Andreas juga menyinggung soal sejarah politik pangan Indonesia. Sebelum 1960-an, sekitar 50 persen konsumsi masyarakat bukan beras. Di Jawa, misalnya, masyarakat mengandalkan polo pendem, umbi-umbian dan kacang-kacangan, sebagai cadangan pangan saat paceklik, meskipun Jawa adalah lumbung padi utama. Namun, sejak era Presiden Soeharto, beras dipaksakan menjadi makanan pokok tunggal melalui program swasembada beras pada 1984. Sejak itu, pangan lokal semakin terpinggirkan.

Selain itu, kebijakan bantuan sosial juga memperkuat dominasi beras. “Kenapa dulu ada Raskin, lalu Rastra, semuanya dalam bentuk beras dan berlaku di seluruh Indonesia. Itu semakin mengakar kebiasaan makan beras,” jelas Andreas.

Kebiasaan ini bahkan meluas ke Papua, yang sebelumnya mengandalkan sagu. Pemerintah mendorong masyarakat beralih ke beras karena dianggap lebih praktis dibandingkan mengolah sagu atau jagung yang membutuhkan waktu lama. Krisis pangan pada akhir 1960-an juga diatasi dengan bantuan gandum dari Amerika Serikat, sehingga sejak 1970-an Indonesia mulai menjadi pengimpor gandum.

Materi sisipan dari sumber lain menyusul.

use std::sync::{Arc, Mutex, MutexGuard, PoisonError};

use amumal_client::{ForumClient, NicknameAvailability, ProfileUpdateRequest, SubmitOutcome};
use amumal_core::{
    FieldValidator, FormGate, NicknameFormat, SessionRecord, ValidationField,
};

use crate::pages::{Route, SubmitResult};
use crate::session::{require_session, SessionStore};

/// Edit nickname and profile image, or delete the account.
pub struct ProfileEditPage {
    client: ForumClient,
    store: Arc<dyn SessionStore>,
    session: Mutex<SessionRecord>,
    pub nickname: Arc<ValidationField>,
    profile_image: Mutex<Option<String>>,
    gate: FormGate,
}

impl ProfileEditPage {
    /// Mount for the logged-in user, or redirect to login.
    pub fn mount(client: ForumClient, store: Arc<dyn SessionStore>) -> Result<Self, Route> {
        let session = require_session(store.as_ref())?;

        let nickname = ValidationField::with_checker(
            "nickname",
            NicknameFormat,
            Arc::new(NicknameAvailability(client.clone())),
        );
        // The current nickname is ours already; only prefill it when it is usable.
        let nickname = if NicknameFormat.validate(&session.nickname).is_ok() {
            nickname.with_known_good(session.nickname.clone())
        } else {
            nickname
        };
        let nickname = Arc::new(nickname);
        let gate = FormGate::new([nickname.clone()]);

        Ok(Self {
            client,
            store,
            profile_image: Mutex::new(session.profile_image.clone()),
            session: Mutex::new(session),
            nickname,
            gate,
        })
    }

    pub fn gate(&self) -> &FormGate {
        &self.gate
    }

    /// Read-only email shown on the page.
    pub fn email(&self) -> String {
        self.session().email.clone()
    }

    pub fn set_profile_image(&self, path: Option<String>) {
        *self
            .profile_image
            .lock()
            .unwrap_or_else(PoisonError::into_inner) = path;
    }

    pub fn profile_image(&self) -> Option<String> {
        self.profile_image
            .lock()
            .unwrap_or_else(PoisonError::into_inner)
            .clone()
    }

    pub async fn submit(&self) -> SubmitResult {
        if !self.gate.can_submit() {
            return SubmitResult::Blocked;
        }

        let user_id = self.session().user_id;
        let request = ProfileUpdateRequest {
            nickname: self.nickname.normalized_value(),
            profile_image: self.profile_image(),
        };

        match self.client.update_profile(user_id, &request).await {
            Ok(SubmitOutcome::Succeeded(data)) => {
                let updated = {
                    let mut session = self.session();
                    session.nickname = data.nickname;
                    session.profile_image = data.profile_image;
                    session.clone()
                };
                if let Err(e) = self.store.save(&updated) {
                    tracing::error!(error = %e, "failed to save session");
                }
                self.nickname.set_known_good(Some(updated.nickname.clone()));
                tracing::info!(user_id, nickname = %updated.nickname, "profile updated");
                SubmitResult::Done {
                    next: Route::Posts,
                    notice: Some("Profile updated."),
                }
            }
            Ok(SubmitOutcome::Failed { status, detail }) => {
                tracing::debug!(status, ?detail, "profile update rejected");
                SubmitResult::Failed("Failed to update your profile.")
            }
            Err(e) => {
                tracing::warn!(error = %e, "profile update request failed");
                SubmitResult::Failed("An error occurred while updating your profile.")
            }
        }
    }

    /// Delete the account after the user confirmed it.
    pub async fn delete_account(&self) -> SubmitResult {
        let user_id = self.session().user_id;
        match self.client.delete_account(user_id).await {
            Ok(SubmitOutcome::Succeeded(())) => {
                if let Err(e) = self.store.clear() {
                    tracing::error!(error = %e, "failed to clear session");
                }
                tracing::info!(user_id, "account deleted");
                SubmitResult::Done {
                    next: Route::Login,
                    notice: None,
                }
            }
            Ok(SubmitOutcome::Failed { status, detail }) => {
                tracing::debug!(status, ?detail, "account deletion rejected");
                SubmitResult::Failed("Failed to delete your account.")
            }
            Err(e) => {
                tracing::warn!(error = %e, "account deletion request failed");
                SubmitResult::Failed("An error occurred while deleting your account.")
            }
        }
    }

    fn session(&self) -> MutexGuard<'_, SessionRecord> {
        self.session.lock().unwrap_or_else(PoisonError::into_inner)
    }
}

“Sekarang, proporsi gandum sudah mencapai 28 persen dari pangan pokok kita. Jika tren ini berlanjut, saat Indonesia berusia 100 tahun, gandum bisa mencapai hampir 50 persen dari konsumsi nasional. Karena seluruhnya impor, ketergantungan ini berbahaya dan menempatkan kita di ambang krisis,” ujar Andreas.